Dans l’arrêt Ruska Federacija (aff. C-897/17 PPU), la Cour de justice de l’Union européenne répond à une question préjudicielle posée par la Cour suprême de Croatie sur l’interprétation des dispositions de l’accord sur l’espace économique européen (ci-après, accord EEE), de l’article 18 TFUE et de l’article 19, paragraphe 2, de la Charte des droits fondamentaux (ci-après, la Charte). La Cour de justice considère que la solution retenue dans son arrêt Petruhhin (aff. C-182/15) doit être appliquée par analogie aux ressortissants islandais et à ceux des autres Etats de l’AELE, parties à l’accord EEE, lorsqu’ils sont dans une situation comparable à celle d’un citoyen de l’Union européenne.
I.N., ressortissant russe et islandais, est arrêté à la frontière entre la Slovénie et la Croatie en exécution d’un mandat d’arrêt international émis par le bureau d’Interpol de Moscou. La Russie demande au tribunal de Zagreb l’extradition de I.N. sur la base de la convention européenne d’extradition en raison de poursuites engagées en Russie pour corruption passive. Dans sa demande, la Russie a garanti le respect du principe de non-discrimination, de la dignité humaine et des garanties de procédure.
La demande ayant été acceptée par le tribunal de Zagreb, I.N. introduit un recours devant la Cour suprême croate en faisant valoir le risque « concret, sérieux et raisonnablement prévisible » d’être soumis à des actes de torture. Il fait notamment valoir son statut de réfugié en Islande qui lui avait été accordé antérieurement à son acquisition de la nationalité islandaise. I.N. se réfère, dans son recours, à l’arrêt Petruhhin, dans lequel la Cour de justice a affirmé que les articles 18 et 21 TFUE obligent l’État membre détenant un suspect à informer l’État dont il est ressortissant de toute demande d’extradition qui lui serait adressée par un État tiers. Cette obligation est applicable pour autant que le suspect soit un citoyen de l’Union européenne, qu’il se soit déplacé vers un autre État membre et que l’État détenteur ait conclu un accord d’extradition avec l’État tiers demandeur. L’État membre qui reçoit la demande d’extradition est tenu de remettre le citoyen de l’Union à son État de nationalité si ce dernier en fait la demande et s’il est compétent pour poursuivre la personne en vertu de son droit national, pour des faits commis en dehors de son territoire national.

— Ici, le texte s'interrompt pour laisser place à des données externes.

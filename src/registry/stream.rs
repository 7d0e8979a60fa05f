//! Stream: a named set of qualities
//!
//! A stream is created when a producer connects with a fresh name and is torn
//! down when that producer leaves. It owns every quality it creates; closing
//! the stream closes each of them, which in turn ends every viewer.

use std::collections::HashMap;
use std::sync::atomic::{AtomicUsize, Ordering};
use std::sync::Arc;

use tokio::sync::RwLock;

use super::config::RegistryConfig;
use super::error::RegistryError;
use super::quality::Quality;
use crate::stats::StreamStats;

/// A live stream
#[derive(Debug)]
pub struct Stream {
    name: String,
    qualities: RwLock<HashMap<String, Arc<Quality>>>,
    viewers: AtomicUsize,
    ingest_capacity: usize,
}

impl Stream {
    pub(super) fn new(name: &str, config: &RegistryConfig) -> Self {
        Self {
            name: name.to_string(),
            qualities: RwLock::new(HashMap::new()),
            viewers: AtomicUsize::new(0),
            ingest_capacity: config.ingest_capacity,
        }
    }

    /// Stream name
    pub fn name(&self) -> &str {
        &self.name
    }

    /// Create a quality and start its broadcast task
    pub async fn create_quality(&self, name: &str) -> Result<Arc<Quality>, RegistryError> {
        let mut qualities = self.qualities.write().await;
        if qualities.contains_key(name) {
            return Err(RegistryError::QualityAlreadyExists {
                stream: self.name.clone(),
                quality: name.to_string(),
            });
        }

        let quality = Arc::new(Quality::new(&self.name, name, self.ingest_capacity));
        qualities.insert(name.to_string(), Arc::clone(&quality));

        tracing::debug!(stream = %self.name, quality = %name, "Quality created");
        Ok(quality)
    }

    /// Look up a quality
    pub async fn get_quality(&self, name: &str) -> Result<Arc<Quality>, RegistryError> {
        self.qualities
            .read()
            .await
            .get(name)
            .cloned()
            .ok_or_else(|| RegistryError::QualityNotFound {
                stream: self.name.clone(),
                quality: name.to_string(),
            })
    }

    /// Close and remove a quality; no-op if absent
    pub async fn delete_quality(&self, name: &str) {
        let removed = self.qualities.write().await.remove(name);
        // Closed outside the table lock
        if let Some(quality) = removed {
            quality.close();
        }
    }

    /// Names of every quality, sorted
    pub async fn quality_names(&self) -> Vec<String> {
        let mut names: Vec<String> = self.qualities.read().await.keys().cloned().collect();
        names.sort();
        names
    }

    /// Close every quality owned by this stream
    pub async fn close(&self) {
        let drained: Vec<Arc<Quality>> = self
            .qualities
            .write()
            .await
            .drain()
            .map(|(_, quality)| quality)
            .collect();

        for quality in &drained {
            quality.close();
        }

        tracing::debug!(stream = %self.name, qualities = drained.len(), "Stream closed");
    }

    /// Record a viewer joining. Pair with [`Quality::register`].
    pub fn increment_viewer_count(&self) -> usize {
        self.viewers.fetch_add(1, Ordering::AcqRel) + 1
    }

    /// Record a viewer leaving. Pair with [`Quality::unregister`].
    ///
    /// The count never goes below zero; an unpaired decrement is logged.
    pub fn decrement_viewer_count(&self) -> usize {
        match self
            .viewers
            .fetch_update(Ordering::AcqRel, Ordering::Acquire, |n| n.checked_sub(1))
        {
            Ok(prev) => prev - 1,
            Err(_) => {
                tracing::warn!(stream = %self.name, "Viewer count decremented below zero");
                0
            }
        }
    }

    /// Current number of live viewers
    pub fn viewer_count(&self) -> usize {
        self.viewers.load(Ordering::Acquire)
    }

    /// Snapshot of this stream and its qualities
    pub async fn stats(&self) -> StreamStats {
        let qualities: Vec<Arc<Quality>> = self.qualities.read().await.values().cloned().collect();

        let mut quality_stats = Vec::with_capacity(qualities.len());
        for quality in qualities {
            quality_stats.push(quality.stats().await);
        }
        quality_stats.sort_by(|a, b| a.name.cmp(&b.name));

        StreamStats {
            name: self.name.clone(),
            viewers: self.viewer_count(),
            qualities: quality_stats,
        }
    }
}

La Cour suprême croate rappelle que les faits en l’espèce sont différents de ceux de l’affaire Petruhhin, dans la mesure où I.N. n’est pas ressortissant d’un Etat membre de l’Union européenne mais ressortissant d’un État de l’AELE, l’Islande, avec lequel l’Union entretient des liens spécifiques.
L’Islande, dont I.N. est ressortissant, est partie à l’accord EEE, fait partie de l’espace Schengen, participe au système d’asile européen et est lié par l’accord relatif à la procédure de remise. La Russie, quant à elle, n’est liée avec l’Union européenne que par la convention européenne d’extradition. La Cour de justice examine donc si l’accord EEE et le droit de l’Union européenne impliquent, comme dans l’arrêt Petruhhin, une obligation pour la Croatie d’informer l’Islande de la demande d’extradition vers la Russie.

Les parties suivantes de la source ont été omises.